● **Saved entries**:
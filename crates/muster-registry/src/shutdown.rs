//! Shutdown signal handling.
//!
//! Both the registry server and registering agent processes need a future
//! that resolves on an interrupt so their cleanup paths run.

use tokio::signal;
use tracing::info;

/// Create a future that completes when a shutdown signal is received
///
/// This function listens for:
/// - SIGTERM (sent by orchestrators during termination)
/// - SIGINT (Ctrl+C for local development)
pub async fn shutdown_signal() {
    let ctrl_c = async {
        signal::ctrl_c()
            .await
            .expect("failed to install Ctrl+C handler");
    };

    #[cfg(unix)]
    let terminate = async {
        signal::unix::signal(signal::unix::SignalKind::terminate())
            .expect("failed to install SIGTERM handler")
            .recv()
            .await;
    };

    #[cfg(not(unix))]
    let terminate = std::future::pending::<()>();

    tokio::select! {
        _ = ctrl_c => {
            info!("Received SIGINT (Ctrl+C), initiating graceful shutdown");
        },
        _ = terminate => {
            info!("Received SIGTERM, initiating graceful shutdown");
        },
    }
}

● **BRIEF**: Pull each line containing the word "failed" out of the data above.

● **EXERCISE ANSWER**:
            .expect("failed to install Ctrl+C handler");
            .expect("failed to install SIGTERM handler")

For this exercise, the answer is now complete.